_Exercise details_
Every record below needs to be retyped exactly as it appears.

_Data shown_
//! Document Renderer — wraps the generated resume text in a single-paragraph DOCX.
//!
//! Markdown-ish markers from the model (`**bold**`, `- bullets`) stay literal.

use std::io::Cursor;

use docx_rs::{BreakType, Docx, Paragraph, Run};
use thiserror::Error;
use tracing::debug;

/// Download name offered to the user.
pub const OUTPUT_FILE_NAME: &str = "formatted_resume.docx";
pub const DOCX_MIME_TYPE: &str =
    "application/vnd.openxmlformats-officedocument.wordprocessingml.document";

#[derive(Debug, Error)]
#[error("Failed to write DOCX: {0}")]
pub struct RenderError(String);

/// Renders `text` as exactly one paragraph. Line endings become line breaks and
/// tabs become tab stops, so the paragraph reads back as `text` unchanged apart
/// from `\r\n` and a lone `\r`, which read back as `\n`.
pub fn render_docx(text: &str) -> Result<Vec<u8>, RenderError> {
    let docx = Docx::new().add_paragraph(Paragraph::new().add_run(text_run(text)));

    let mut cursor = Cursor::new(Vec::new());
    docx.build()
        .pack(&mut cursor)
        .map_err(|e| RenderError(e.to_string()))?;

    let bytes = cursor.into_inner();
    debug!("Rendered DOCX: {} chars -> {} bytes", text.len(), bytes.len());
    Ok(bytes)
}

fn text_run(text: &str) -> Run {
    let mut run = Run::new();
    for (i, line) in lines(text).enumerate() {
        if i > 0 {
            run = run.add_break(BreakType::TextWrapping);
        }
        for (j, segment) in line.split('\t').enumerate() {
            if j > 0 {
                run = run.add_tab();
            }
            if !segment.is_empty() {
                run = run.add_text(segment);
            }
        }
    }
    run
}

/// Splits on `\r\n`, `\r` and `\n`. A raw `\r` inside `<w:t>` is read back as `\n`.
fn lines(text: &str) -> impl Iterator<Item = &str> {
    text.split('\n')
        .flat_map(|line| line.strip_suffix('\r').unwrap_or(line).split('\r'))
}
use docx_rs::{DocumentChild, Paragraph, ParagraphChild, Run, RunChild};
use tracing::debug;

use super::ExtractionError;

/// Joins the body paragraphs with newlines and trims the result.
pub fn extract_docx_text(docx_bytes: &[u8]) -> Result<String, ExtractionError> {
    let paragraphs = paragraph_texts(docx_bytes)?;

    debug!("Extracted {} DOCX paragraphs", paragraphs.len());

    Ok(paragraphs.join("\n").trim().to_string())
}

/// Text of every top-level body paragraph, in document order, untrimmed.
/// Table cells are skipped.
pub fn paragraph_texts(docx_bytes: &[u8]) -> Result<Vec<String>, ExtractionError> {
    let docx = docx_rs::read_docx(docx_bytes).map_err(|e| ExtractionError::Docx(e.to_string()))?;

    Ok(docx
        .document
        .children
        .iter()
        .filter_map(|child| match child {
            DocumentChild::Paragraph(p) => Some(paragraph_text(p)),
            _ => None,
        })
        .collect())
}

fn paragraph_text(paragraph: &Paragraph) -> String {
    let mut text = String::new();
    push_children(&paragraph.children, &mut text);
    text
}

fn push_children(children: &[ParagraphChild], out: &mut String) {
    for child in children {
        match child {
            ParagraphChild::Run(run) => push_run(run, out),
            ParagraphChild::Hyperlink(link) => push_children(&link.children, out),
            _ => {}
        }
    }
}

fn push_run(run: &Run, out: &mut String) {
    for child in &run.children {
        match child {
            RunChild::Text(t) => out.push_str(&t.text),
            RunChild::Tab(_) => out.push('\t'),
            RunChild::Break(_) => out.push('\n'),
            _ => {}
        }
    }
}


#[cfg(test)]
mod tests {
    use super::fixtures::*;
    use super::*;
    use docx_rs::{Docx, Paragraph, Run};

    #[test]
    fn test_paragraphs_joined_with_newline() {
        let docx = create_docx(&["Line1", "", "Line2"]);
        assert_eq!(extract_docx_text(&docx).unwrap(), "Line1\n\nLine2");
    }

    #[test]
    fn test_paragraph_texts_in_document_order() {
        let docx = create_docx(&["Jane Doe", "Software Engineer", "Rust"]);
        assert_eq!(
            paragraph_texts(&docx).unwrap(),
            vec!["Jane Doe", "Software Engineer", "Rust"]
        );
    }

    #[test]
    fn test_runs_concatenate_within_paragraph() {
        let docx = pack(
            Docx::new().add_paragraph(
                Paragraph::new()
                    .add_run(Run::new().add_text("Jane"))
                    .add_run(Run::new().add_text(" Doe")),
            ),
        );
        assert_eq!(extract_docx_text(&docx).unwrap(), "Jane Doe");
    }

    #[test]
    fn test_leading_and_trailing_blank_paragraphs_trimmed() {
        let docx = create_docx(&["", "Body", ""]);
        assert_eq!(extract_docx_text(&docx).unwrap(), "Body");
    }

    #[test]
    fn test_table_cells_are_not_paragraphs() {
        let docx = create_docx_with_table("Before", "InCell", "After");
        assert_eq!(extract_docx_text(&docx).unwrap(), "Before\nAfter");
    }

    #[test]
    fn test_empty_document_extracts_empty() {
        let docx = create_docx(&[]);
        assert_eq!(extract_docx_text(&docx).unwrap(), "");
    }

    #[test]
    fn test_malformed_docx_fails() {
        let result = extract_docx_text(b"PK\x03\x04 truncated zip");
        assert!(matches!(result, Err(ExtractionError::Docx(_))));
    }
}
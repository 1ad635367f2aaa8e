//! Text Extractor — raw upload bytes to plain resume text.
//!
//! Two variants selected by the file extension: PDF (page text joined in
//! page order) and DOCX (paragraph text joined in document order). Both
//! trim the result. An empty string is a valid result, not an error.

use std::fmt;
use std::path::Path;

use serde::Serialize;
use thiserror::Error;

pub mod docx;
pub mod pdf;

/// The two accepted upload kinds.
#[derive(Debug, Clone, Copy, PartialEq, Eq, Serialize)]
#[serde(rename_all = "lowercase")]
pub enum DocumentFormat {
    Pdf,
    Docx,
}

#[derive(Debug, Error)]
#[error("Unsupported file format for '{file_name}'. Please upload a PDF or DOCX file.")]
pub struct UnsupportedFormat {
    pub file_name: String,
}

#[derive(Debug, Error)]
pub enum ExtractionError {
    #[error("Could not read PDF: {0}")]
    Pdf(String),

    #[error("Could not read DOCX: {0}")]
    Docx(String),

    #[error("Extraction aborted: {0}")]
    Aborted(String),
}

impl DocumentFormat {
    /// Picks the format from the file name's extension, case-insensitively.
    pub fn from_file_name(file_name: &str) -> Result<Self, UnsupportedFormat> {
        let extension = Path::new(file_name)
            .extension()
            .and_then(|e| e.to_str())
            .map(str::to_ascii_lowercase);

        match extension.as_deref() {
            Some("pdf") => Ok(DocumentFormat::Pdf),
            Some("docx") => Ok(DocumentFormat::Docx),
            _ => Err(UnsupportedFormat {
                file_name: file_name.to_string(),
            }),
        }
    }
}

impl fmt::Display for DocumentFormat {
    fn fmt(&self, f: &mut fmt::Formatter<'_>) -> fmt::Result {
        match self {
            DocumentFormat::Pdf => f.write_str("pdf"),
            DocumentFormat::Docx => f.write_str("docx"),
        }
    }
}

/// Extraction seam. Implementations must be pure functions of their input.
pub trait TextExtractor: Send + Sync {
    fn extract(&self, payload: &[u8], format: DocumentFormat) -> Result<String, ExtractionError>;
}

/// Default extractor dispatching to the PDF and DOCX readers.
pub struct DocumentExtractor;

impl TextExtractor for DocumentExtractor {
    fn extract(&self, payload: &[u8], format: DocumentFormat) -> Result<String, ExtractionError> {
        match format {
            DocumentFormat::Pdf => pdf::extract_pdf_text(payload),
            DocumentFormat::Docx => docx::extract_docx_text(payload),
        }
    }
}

_Written solution_
//! Document Renderer — wraps the generated resume text in a single-paragraph DOCX.
//!
//! Markdown-ish markers from the model (`**bold**`, `- bullets`) stay literal.

use std::io::Cursor;

use docx_rs::{BreakType, Docx, Paragraph, Run};
use thiserror::Error;
use tracing::debug;

/// Download name offered to the user.
pub const OUTPUT_FILE_NAME: &str = "formatted_resume.docx";
pub const DOCX_MIME_TYPE: &str =
    "application/vnd.openxmlformats-officedocument.wordprocessingml.document";

#[derive(Debug, Error)]
#[error("Failed to write DOCX: {0}")]
pub struct RenderError(String);

/// Renders `text` as exactly one paragraph. Line endings become line breaks and
/// tabs become tab stops, so the paragraph reads back as `text` unchanged apart
/// from `\r\n` and a lone `\r`, which read back as `\n`.
pub fn render_docx(text: &str) -> Result<Vec<u8>, RenderError> {
    let docx = Docx::new().add_paragraph(Paragraph::new().add_run(text_run(text)));

    let mut cursor = Cursor::new(Vec::new());
    docx.build()
        .pack(&mut cursor)
        .map_err(|e| RenderError(e.to_string()))?;

    let bytes = cursor.into_inner();
    debug!("Rendered DOCX: {} chars -> {} bytes", text.len(), bytes.len());
    Ok(bytes)
}

fn text_run(text: &str) -> Run {
    let mut run = Run::new();
    for (i, line) in lines(text).enumerate() {
        if i > 0 {
            run = run.add_break(BreakType::TextWrapping);
        }
        for (j, segment) in line.split('\t').enumerate() {
            if j > 0 {
                run = run.add_tab();
            }
            if !segment.is_empty() {
                run = run.add_text(segment);
            }
        }
    }
    run
}

/// Splits on `\r\n`, `\r` and `\n`. A raw `\r` inside `<w:t>` is read back as `\n`.
fn lines(text: &str) -> impl Iterator<Item = &str> {
    text.split('\n')
        .flat_map(|line| line.strip_suffix('\r').unwrap_or(line).split('\r'))
}
use docx_rs::{DocumentChild, Paragraph, ParagraphChild, Run, RunChild};
use tracing::debug;

use super::ExtractionError;

/// Joins the body paragraphs with newlines and trims the result.
pub fn extract_docx_text(docx_bytes: &[u8]) -> Result<String, ExtractionError> {
    let paragraphs = paragraph_texts(docx_bytes)?;

    debug!("Extracted {} DOCX paragraphs", paragraphs.len());

    Ok(paragraphs.join("\n").trim().to_string())
}

/// Text of every top-level body paragraph, in document order, untrimmed.
/// Table cells are skipped.
pub fn paragraph_texts(docx_bytes: &[u8]) -> Result<Vec<String>, ExtractionError> {
    let docx = docx_rs::read_docx(docx_bytes).map_err(|e| ExtractionError::Docx(e.to_string()))?;

    Ok(docx
        .document
        .children
        .iter()
        .filter_map(|child| match child {
            DocumentChild::Paragraph(p) => Some(paragraph_text(p)),
            _ => None,
        })
        .collect())
}

fn paragraph_text(paragraph: &Paragraph) -> String {
    let mut text = String::new();
    push_children(&paragraph.children, &mut text);
    text
}

fn push_children(children: &[ParagraphChild], out: &mut String) {
    for child in children {
        match child {
            ParagraphChild::Run(run) => push_run(run, out),
            ParagraphChild::Hyperlink(link) => push_children(&link.children, out),
            _ => {}
        }
    }
}

fn push_run(run: &Run, out: &mut String) {
    for child in &run.children {
        match child {
            RunChild::Text(t) => out.push_str(&t.text),
            RunChild::Tab(_) => out.push('\t'),
            RunChild::Break(_) => out.push('\n'),
            _ => {}
        }
    }
}


#[cfg(test)]
mod tests {
    use super::fixtures::*;
    use super::*;
    use docx_rs::{Docx, Paragraph, Run};

    #[test]
    fn test_paragraphs_joined_with_newline() {
        let docx = create_docx(&["Line1", "", "Line2"]);
        assert_eq!(extract_docx_text(&docx).unwrap(), "Line1\n\nLine2");
    }

    #[test]
    fn test_paragraph_texts_in_document_order() {
        let docx = create_docx(&["Jane Doe", "Software Engineer", "Rust"]);
        assert_eq!(
            paragraph_texts(&docx).unwrap(),
            vec!["Jane Doe", "Software Engineer", "Rust"]
        );
    }

    #[test]
    fn test_runs_concatenate_within_paragraph() {
        let docx = pack(
            Docx::new().add_paragraph(
                Paragraph::new()
                    .add_run(Run::new().add_text("Jane"))
                    .add_run(Run::new().add_text(" Doe")),
            ),
        );
        assert_eq!(extract_docx_text(&docx).unwrap(), "Jane Doe");
    }

    #[test]
    fn test_leading_and_trailing_blank_paragraphs_trimmed() {
        let docx = create_docx(&["", "Body", ""]);
        assert_eq!(extract_docx_text(&docx).unwrap(), "Body");
    }

    #[test]
    fn test_table_cells_are_not_paragraphs() {
        let docx = create_docx_with_table("Before", "InCell", "After");
        assert_eq!(extract_docx_text(&docx).unwrap(), "Before\nAfter");
    }

    #[test]
    fn test_empty_document_extracts_empty() {
        let docx = create_docx(&[]);
        assert_eq!(extract_docx_text(&docx).unwrap(), "");
    }

    #[test]
    fn test_malformed_docx_fails() {
        let result = extract_docx_text(b"PK\x03\x04 truncated zip");
        assert!(matches!(result, Err(ExtractionError::Docx(_))));
    }
}
repository 1ad635367f2aaa8e
//! Text Extractor — raw upload bytes to plain resume text.
//!
//! Two variants selected by the file extension: PDF (page text joined in
//! page order) and DOCX (paragraph text joined in document order). Both
//! trim the result. An empty string is a valid result, not an error.

use std::fmt;
use std::path::Path;

use serde::Serialize;
use thiserror::Error;

pub mod docx;
pub mod pdf;

/// The two accepted upload kinds.
#[derive(Debug, Clone, Copy, PartialEq, Eq, Serialize)]
#[serde(rename_all = "lowercase")]
pub enum DocumentFormat {
    Pdf,
    Docx,
}

#[derive(Debug, Error)]
#[error("Unsupported file format for '{file_name}'. Please upload a PDF or DOCX file.")]
pub struct UnsupportedFormat {
    pub file_name: String,
}

#[derive(Debug, Error)]
pub enum ExtractionError {
    #[error("Could not read PDF: {0}")]
    Pdf(String),

    #[error("Could not read DOCX: {0}")]
    Docx(String),

    #[error("Extraction aborted: {0}")]
    Aborted(String),
}

impl DocumentFormat {
    /// Picks the format from the file name's extension, case-insensitively.
    pub fn from_file_name(file_name: &str) -> Result<Self, UnsupportedFormat> {
        let extension = Path::new(file_name)
            .extension()
            .and_then(|e| e.to_str())
            .map(str::to_ascii_lowercase);

        match extension.as_deref() {
            Some("pdf") => Ok(DocumentFormat::Pdf),
            Some("docx") => Ok(DocumentFormat::Docx),
            _ => Err(UnsupportedFormat {
                file_name: file_name.to_string(),
            }),
        }
    }
}

impl fmt::Display for DocumentFormat {
    fn fmt(&self, f: &mut fmt::Formatter<'_>) -> fmt::Result {
        match self {
            DocumentFormat::Pdf => f.write_str("pdf"),
            DocumentFormat::Docx => f.write_str("docx"),
        }
    }
}

/// Extraction seam. Implementations must be pure functions of their input.
pub trait TextExtractor: Send + Sync {
    fn extract(&self, payload: &[u8], format: DocumentFormat) -> Result<String, ExtractionError>;
}

/// Default extractor dispatching to the PDF and DOCX readers.
pub struct DocumentExtractor;

impl TextExtractor for DocumentExtractor {
    fn extract(&self, payload: &[u8], format: DocumentFormat) -> Result<String, ExtractionError> {
        match format {
            DocumentFormat::Pdf => pdf::extract_pdf_text(payload),
            DocumentFormat::Docx => docx::extract_docx_text(payload),
        }
    }
}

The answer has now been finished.